Texas Business Executive Sentenced To Prison For Illegally Selling Oxycodone On Silk Road
Orlando, FL – Senior U.S. District Judge G. Kendall Sharp has sentenced Matthew Jones, a/k/a “Caligirl,” “Dynamite2k,” “Dynamite,” “Tyler Zeddai,” and “Mateo Jones” (44, Dallas, Texas) to five years and ten months in federal prison for illegally distributing controlled substances. He pleaded guilty on August 26, 2014.
According to court documents, while Jones was working as the Chief Technology Officer for a software consulting company in Dallas, he operated as the vendor “Caligirl” on the Silk Road drug marketplace. Silk Road operated as an online criminal marketplace designed to enable its users to buy and sell drugs and other illegal goods and services anonymously, outside the reach of law enforcement.
Between April 10, 2013, and September 9, 2013, Caligirl’s Silk Road account completed 685 finalized sales of controlled substances. Beginning on July 11, 2013, through March 20, 2014, Drug Enforcement Administration agents purchased and seized more than 400 Oxycodone tablets and more than 900 Hydrocodone tablets from Jones. Jones shipped the drugs from Texas to Central Florida. His sales placed him in the top 5% of all Silk Road vendors.
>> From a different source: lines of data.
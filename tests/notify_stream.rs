use std::sync::Arc;
use std::time::Duration;

use futures::StreamExt;
use ulid::Ulid;

use slotbook::auth::Access;
use slotbook::engine::{Engine, WalStore};
use slotbook::model::BookingRequest;
use slotbook::notify::{ChangeNotifier, Notification, Subscription};
use slotbook::pricing::PriceTable;

// ── Test infrastructure ──────────────────────────────────────

fn start_engine() -> (Arc<Engine>, std::path::PathBuf) {
    let dir = std::env::temp_dir().join(format!("slotbook_int_test_{}", Ulid::new()));
    std::fs::create_dir_all(&dir).unwrap();
    let path = dir.join("bookings.wal");
    (open_engine(&path), path)
}

fn open_engine(path: &std::path::Path) -> Arc<Engine> {
    let store = Arc::new(WalStore::open(path).unwrap());
    Arc::new(Engine::new(store, Arc::new(ChangeNotifier::new()), PriceTable::default()))
}

fn request(phone: &str, time: &str, duration: i64) -> BookingRequest {
    BookingRequest {
        name: "Dana".into(),
        phone: phone.into(),
        date: "2031-03-14".into(),
        time: time.into(),
        duration,
        price: None,
    }
}

/// Wait for a notification with timeout.
async fn recv_notification(sub: &mut Subscription, timeout: Duration) -> Option<Notification> {
    tokio::time::timeout(timeout, sub.next()).await.ok().flatten()
}

// ── Tests ────────────────────────────────────────────────────

#[tokio::test]
async fn every_subscriber_sees_create() {
    let (engine, _) = start_engine();
    let mut admin_view = engine.notify.subscribe().unwrap();
    let mut audit = engine.notify.subscribe().unwrap();

    let booking = engine
        .create_booking(Access::Public, request("555-1", "18:00", 90))
        .await
        .unwrap();

    for sub in [&mut admin_view, &mut audit] {
        let n = recv_notification(sub, Duration::from_secs(2)).await.unwrap();
        assert_eq!(n.name(), "booking-created");
        assert_eq!(n.payload()["id"], booking.id.to_string());
        assert_eq!(n.payload()["time"], "18:00");
        assert_eq!(n.payload()["price"], 15.0);
    }
}

#[tokio::test]
async fn rejected_create_publishes_nothing() {
    let (engine, _) = start_engine();
    engine
        .create_booking(Access::Public, request("555-1", "18:00", 90))
        .await
        .unwrap();

    let mut sub = engine.notify.subscribe().unwrap();
    assert!(engine
        .create_booking(Access::Public, request("555-2", "18:30", 30))
        .await
        .is_err());
    assert!(recv_notification(&mut sub, Duration::from_millis(100)).await.is_none());
}

#[tokio::test]
async fn dropped_subscription_is_unregistered() {
    let (engine, _) = start_engine();
    let sub = engine.notify.subscribe().unwrap();
    assert_eq!(engine.notify.subscriber_count(), 1);
    drop(sub);
    assert_eq!(engine.notify.subscriber_count(), 0);

    // Publishing with nobody listening still succeeds.
    engine
        .create_booking(Access::Public, request("555-1", "09:00", 60))
        .await
        .unwrap();
}

#[tokio::test]
async fn unsubscribe_ends_stream() {
    let (engine, _) = start_engine();
    let mut sub = engine.notify.subscribe().unwrap();
    engine
        .create_booking(Access::Public, request("555-1", "09:00", 60))
        .await
        .unwrap();

    assert!(engine.notify.unsubscribe(sub.id()));
    // Already queued events drain, then the stream ends.
    assert!(sub.next().await.is_some());
    assert!(sub.next().await.is_none());
}

#[tokio::test]
async fn wire_shape_of_events() {
    let (engine, _) = start_engine();
    let mut sub = engine.notify.subscribe().unwrap();
    let b = engine
        .create_booking(Access::Public, request("555-1", "09:00", 60))
        .await
        .unwrap();
    engine.admin_delete(Access::Privileged, b.id).await.unwrap();
    engine.admin_delete_all(Access::Privileged).await.unwrap();

    let created = recv_notification(&mut sub, Duration::from_secs(1)).await.unwrap();
    let json = serde_json::to_value(&created).unwrap();
    assert_eq!(json["event"], "booking-created");
    assert_eq!(json["data"]["date"], "2031-03-14");

    let deleted = recv_notification(&mut sub, Duration::from_secs(1)).await.unwrap();
    assert_eq!(
        serde_json::to_value(&deleted).unwrap(),
        serde_json::json!({ "event": "booking-deleted", "data": { "id": b.id, "date": "2031-03-14" } })
    );

    let cleared = recv_notification(&mut sub, Duration::from_secs(1)).await.unwrap();
    assert_eq!(serde_json::to_value(&cleared).unwrap()["event"], "bookings-cleared");
}

#[tokio::test]
async fn bookings_survive_reopen() {
    let (engine, path) = start_engine();
    let kept = engine
        .create_booking(Access::Public, request("555-1", "10:00", 60))
        .await
        .unwrap();
    let cancelled = engine
        .create_booking(Access::Public, request("555-2", "12:00", 120))
        .await
        .unwrap();
    let early = chrono::NaiveDate::from_ymd_opt(2031, 1, 1)
        .unwrap()
        .and_hms_opt(0, 0, 0)
        .unwrap();
    engine.cancel_booking(cancelled.id, "555-2", early).await.unwrap();
    drop(engine);

    let engine = open_engine(&path);
    let mine = engine.list_by_phone("555-1").await.unwrap();
    assert_eq!(mine, vec![kept]);
    assert!(engine.list_by_phone("555-2").await.unwrap().is_empty());

    let slots = engine
        .availability("2031-03-14".parse().unwrap())
        .await
        .unwrap();
    let taken: Vec<String> = slots
        .iter()
        .filter(|s| !s.available)
        .map(|s| s.time.to_string())
        .collect();
    assert_eq!(taken, ["10:00", "10:30"]);
}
Authorities arrested Jones while he was travelling back to the United States from Colombia. At the time of his arrest, he was in possession of approximately 8,500 Oxycodone pills. Simultaneous with his arrest, agents executed a federal search warrant at his Texas residence, where they recovered approximately $75,000 in cash and seized a variety of controlled substances, including Oxycodone, Hydrocodone, MDMA, Methamphetamine, Cocaine, and Hashish. A drug lab was also located in the residence.
In addition to operating on Silk Road, Jones conducted his illicit drug trafficking business utilizing an encrypted and anonymized peer-to-peer program.
This case was investigated by the Drug Enforcement Administration’s Orlando District Office, with assistance from the United States Postal Inspection Service in Dallas, Texas. It was prosecuted by Assistant United States Attorney David Haas.